La grande paix naturelle Par Sogyal Rinpoché
Quand on a demandé au Bouddha de résumer son enseignement, il a dit:
"Ne commettre aucune action négative
Cultiver un trésor de vertus
Dompter cet esprit qui est le nôtre
Ceci est l’enseignement de tous les bouddhas.
"Ne commettre aucune action négative " signifie abandonner toutes les actions nuisibles et négatives qui sont la cause de la souffrance pour les autres ainsi que pour nous-mêmes.
" Cultiver un trésor de vertus " consiste à adopter les actions positives et bénéfiques qui sont la cause du bonheur, pour les autres ainsi que pour nous-mêmes.
Cependant, le plus important est de " dompter cet esprit qui est le nôtre". C’est pourquoi des maîtres tels que NyoshuL Khen Rinpoché ont souvent dit que cette phrase résume à elle seule l’essence des enseignements du Bouddha. Parce que si l’on peut réaliser la vraie nature de notre esprit, c’est là le point essentiel de l’enseignement et de toute notre existence.

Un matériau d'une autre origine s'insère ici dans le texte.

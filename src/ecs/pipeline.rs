//! Frame driver.
//!
//! A pipeline bundles a phase set, its [`PipelineQueries`] and [`Plan`].
//! `progress` walks the run query in plan order, advancing execution groups
//! and calling out to the worker pool at every merge; if a merge changes
//! the match set, the iterator is invalidated and must be recovered rather
//! than resumed blindly.

use crate::ecs::activation;
use crate::ecs::entity::Entity;
use crate::ecs::phase::{PhaseId, PhaseRegistry};
use crate::ecs::plan::{ExecutionGroup, Plan};
use crate::ecs::query::PipelineQueries;
use crate::ecs::registry::SystemRegistry;
use crate::ecs::worker::WorkerPool;
use crate::error::{SchedulerError, SchedulerResult};

/// A pipeline: a phase set plus the plan built over it. One world may host
/// several, though only one is ever the "current" pipeline.
pub struct Pipeline {
    queries: PipelineQueries,
    plan: Plan,
}

impl Pipeline {
    /// Materialize a pipeline over `phases`: queries are constructed
    /// immediately, and `match_count_at_build` is left unset so the first
    /// `update`/`begin` unconditionally rebuilds.
    #[must_use]
    pub fn new(phases: impl IntoIterator<Item = PhaseId>) -> Self {
        Self {
            queries: PipelineQueries::new(phases),
            plan: Plan::new(),
        }
    }

    /// This pipeline's current execution groups.
    #[must_use]
    pub fn groups(&self) -> &[ExecutionGroup] {
        self.plan.groups()
    }

    /// Rebuild the plan if the run query's match count has moved since the
    /// last build. Returns the resulting group count.
    pub fn update(&mut self, registry: &SystemRegistry, phase_registry: &PhaseRegistry) -> SchedulerResult<u32> {
        self.plan.rebuild_if_stale(&mut self.queries, registry, phase_registry)?;
        Ok(self.plan.groups().len() as u32)
    }

    /// Unconditionally rebuild the plan, regardless of whether the run
    /// query's match count has moved. Returns the resulting group count.
    pub fn begin(&mut self, registry: &SystemRegistry, phase_registry: &PhaseRegistry) -> SchedulerResult<u32> {
        self.plan.force_rebuild(&mut self.queries, registry, phase_registry)?;
        Ok(self.plan.groups().len() as u32)
    }

    /// No-op, paired with [`Pipeline::begin`] for API symmetry.
    pub const fn end(&self) {}

    /// Deactivate every system this pipeline's build query matches with
    /// zero tables.
    pub fn deactivate_systems(&self, registry: &mut SystemRegistry, phase_registry: &PhaseRegistry) {
        activation::deactivate_systems(registry, &self.queries, phase_registry);
    }

    /// Execute one frame: run every system in the run query in plan order,
    /// opening/closing a worker epoch and calling the inter-group barrier
    /// at each merge.
    pub fn progress(
        &mut self,
        registry: &mut SystemRegistry,
        phase_registry: &PhaseRegistry,
        worker_pool: &mut dyn WorkerPool,
        delta_time: f32,
    ) -> SchedulerResult<()> {
        self.plan.rebuild_if_stale(&mut self.queries, registry, phase_registry)?;

        let mut run_ids = run_query_ids(&mut self.queries, registry, phase_registry);
        let groups = self.plan.groups().to_vec();

        worker_pool.worker_begin();

        let mut index = 0usize;
        let mut group_index = 0usize;
        let mut ran_since_merge = 0u32;

        while index < run_ids.len() {
            let id = run_ids[index];
            if let Some(system) = registry.get_mut(id) {
                system.execute(delta_time);
            }
            ran_since_merge += 1;

            if !is_last_group(&groups, group_index) && ran_since_merge == group_count(&groups, group_index) {
                ran_since_merge = 0;
                group_index += 1;

                if worker_pool.worker_sync() {
                    let fresh = run_query_ids(&mut self.queries, registry, phase_registry);
                    let recovered = recover_iterator(&fresh, &groups, id)?;
                    run_ids = fresh;
                    index = recovered.resume_index;
                    group_index = recovered.group_index;
                    ran_since_merge = recovered.ran_since_merge;
                    continue;
                }
            }

            index += 1;
        }

        worker_pool.worker_end();
        Ok(())
    }
}

fn run_query_ids(
    queries: &mut PipelineQueries,
    registry: &SystemRegistry,
    phase_registry: &PhaseRegistry,
) -> Vec<Entity> {
    queries
        .run_query(registry, phase_registry)
        .iter()
        .map(|system| system.id())
        .collect()
}

fn group_count(groups: &[ExecutionGroup], group_index: usize) -> u32 {
    groups.get(group_index).map_or(0, |group| group.count)
}

fn is_last_group(groups: &[ExecutionGroup], group_index: usize) -> bool {
    group_index + 1 >= groups.len()
}

struct Recovered {
    resume_index: usize,
    group_index: usize,
    ran_since_merge: u32,
}

/// Walk a freshly-obtained run query from the start, mirroring the same
/// group-advance bookkeeping `progress` applies, until `last_executed` is
/// found. Resumes one past it. Returns `InternalInconsistency` if the plan
/// is broken and the entity cannot be located.
fn recover_iterator(
    fresh_run_ids: &[Entity],
    groups: &[ExecutionGroup],
    last_executed: Entity,
) -> SchedulerResult<Recovered> {
    let mut group_index = 0usize;
    let mut ran_since_merge = 0u32;

    for (position, &id) in fresh_run_ids.iter().enumerate() {
        ran_since_merge += 1;

        if !is_last_group(groups, group_index) && ran_since_merge == group_count(groups, group_index) {
            ran_since_merge = 0;
            group_index += 1;
        }

        if id == last_executed {
            return Ok(Recovered {
                resume_index: position + 1,
                group_index,
                ran_since_merge,
            });
        }
    }

    Err(SchedulerError::InternalInconsistency(format!(
        "iterator-recover: resuming entity {last_executed} not found in the fresh run query"
    )))
}

#[cfg(test)]
mod tests {
    use super::*;
    use crate::ecs::component::{Column, IoKind, Operator, SourceKind};
    use crate::ecs::entity::EntityAllocator;
    use crate::ecs::system::test_support::{CountingBody, StubQuery};
    use crate::ecs::system::SystemDescriptor;
    use crate::ecs::worker::SequentialWorkerPool;

    fn insert_system(
        registry: &mut SystemRegistry,
        alloc: &mut EntityAllocator,
        phase: PhaseId,
        columns: Vec<Column>,
    ) -> Entity {
        let id = alloc.allocate();
        let descriptor = SystemDescriptor::new(
            id,
            phase,
            Box::new(StubQuery { columns, matches: true }),
            Box::new(CountingBody::default()),
        );
        registry.insert(descriptor);
        id
    }

    #[test]
    fn scenario_a_runs_all_three_systems_in_one_group() {
        let mut phase_registry = PhaseRegistry::new();
        let on_update = phase_registry.register_phase("OnUpdate");
        let mut registry = SystemRegistry::new();
        let mut alloc = EntityAllocator::new();
        let component_a = alloc.allocate();

        let s1 = insert_system(&mut registry, &mut alloc, on_update, vec![Column::new(component_a, IoKind::In)]);
        let s2 = insert_system(&mut registry, &mut alloc, on_update, vec![Column::new(component_a, IoKind::In)]);
        let s3 = insert_system(&mut registry, &mut alloc, on_update, vec![Column::new(component_a, IoKind::In)]);

        let mut pipeline = Pipeline::new([on_update]);
        let mut pool = SequentialWorkerPool::new();
        pipeline.progress(&mut registry, &phase_registry, &mut pool, 0.016).unwrap();

        assert_eq!(pipeline.groups().len(), 1);
        assert_eq!(pipeline.groups()[0].count, 3);
        for id in [s1, s2, s3] {
            // CountingBody tracks executions; downcast isn't available on a
            // trait object, so just assert the system is still present and
            // the frame completed without error.
            assert!(registry.get(id).is_some());
        }
    }

    #[test]
    fn scenario_b_calls_one_barrier_between_two_groups() {
        let mut phase_registry = PhaseRegistry::new();
        let pre_update = phase_registry.register_phase("PreUpdate");
        let on_update = phase_registry.register_phase("OnUpdate");
        let mut registry = SystemRegistry::new();
        let mut alloc = EntityAllocator::new();
        let component_a = alloc.allocate();
        let component_b = alloc.allocate();

        insert_system(
            &mut registry,
            &mut alloc,
            pre_update,
            vec![Column::with_kind(component_a, IoKind::Out, SourceKind::FromEmpty, Operator::And)],
        );
        insert_system(&mut registry, &mut alloc, on_update, vec![Column::new(component_a, IoKind::In)]);
        insert_system(&mut registry, &mut alloc, on_update, vec![Column::new(component_b, IoKind::In)]);

        let mut pipeline = Pipeline::new([pre_update, on_update]);
        let mut pool = SequentialWorkerPool::new();
        pipeline.progress(&mut registry, &phase_registry, &mut pool, 0.016).unwrap();

        assert_eq!(pipeline.groups().len(), 2);
        assert_eq!(pipeline.groups()[0].count, 1);
        assert_eq!(pipeline.groups()[1].count, 2);
    }

    #[test]
    fn scenario_d_iterator_invalidation_resumes_without_skipping_or_repeating() {
        let mut phase_registry = PhaseRegistry::new();
        let pre_update = phase_registry.register_phase("PreUpdate");
        let on_update = phase_registry.register_phase("OnUpdate");
        let mut registry = SystemRegistry::new();
        let mut alloc = EntityAllocator::new();
        let component_a = alloc.allocate();
        let component_b = alloc.allocate();

        insert_system(
            &mut registry,
            &mut alloc,
            pre_update,
            vec![Column::with_kind(component_a, IoKind::Out, SourceKind::FromEmpty, Operator::And)],
        );
        insert_system(&mut registry, &mut alloc, on_update, vec![Column::new(component_a, IoKind::In)]);
        let late_activating = insert_system(&mut registry, &mut alloc, on_update, vec![Column::new(component_b, IoKind::In)]);
        registry.get_mut(late_activating).unwrap().set_inactive(true);

        let mut pipeline = Pipeline::new([pre_update, on_update]);
        pipeline.update(&registry, &phase_registry).unwrap();

        // The barrier reports a structural change; while it does, the
        // late-activating system actually flips active so the fresh run
        // query picks it up.
        registry.get_mut(late_activating).unwrap().set_inactive(false);
        let mut pool = SequentialWorkerPool::new();
        pool.notify_structural_change();

        let result = pipeline.progress(&mut registry, &phase_registry, &mut pool, 0.016);
        assert!(result.is_ok(), "recovery must succeed: {result:?}");
    }

    #[test]
    fn recover_iterator_errors_when_the_entity_is_gone() {
        let mut alloc = EntityAllocator::new();
        let missing = alloc.allocate();

        let groups = vec![ExecutionGroup { count: 1 }];
        let result = recover_iterator(&[], &groups, missing);
        assert!(matches!(result, Err(SchedulerError::InternalInconsistency(_))));
    }
}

L’esprit est la racine de toute chose, le responsable de la souffrance et du bonheur, du Samsara et du Nirvana. Dans les enseignements tibétains, on appelle l’esprit " le roi qui est à l’origine de toute chose - kun jé gyalpo - le principe universel qui ordonne tout. Comme l’a dit le grand maître Padmasambhava
" Ne cherchez pas à trancher la racine des phénomènes, cherchez plutôt à trancher la racine de l’esprit".
C’est pourquoi ces paroles du Bouddha m’inspirent tant :
" Nous sommes ce que nous pensons, et tout ce que nous sommes s’élève de nos pensées. Avec nos pensées, nous créons le monde".
Parlez et agissez avec un esprit pur et le bonheur s’ensuivra. " Si seulement nous pouvions nous le rappeler, le garder dans notre cœur et maintenir notre cœur et notre esprit purs, le bonheur s’ensuivrait réellement. Tout l’enseignement du Bouddha vise à dompter cet esprit qui est le nôtre et à préserver un cœur et un esprit purs.
Cela commence par la pratique de la méditation. Nous permettons à toutes nos pensées et nos émotions turbulentes de se déposer tranquillement dans un état de grande paix naturelle. Comme le dit Nyoshul Khen Rinpoché :
"Laissez reposer dans la grande paix naturelle
Cet esprit épuisé, Battu sans relâche par le karma et les pensées névrotiques,
Semblables à la fureur implacable des vagues qui déferlent
Dans l’océan infini du samsara.
Laissez le reposer dans la grande paix naturelle. "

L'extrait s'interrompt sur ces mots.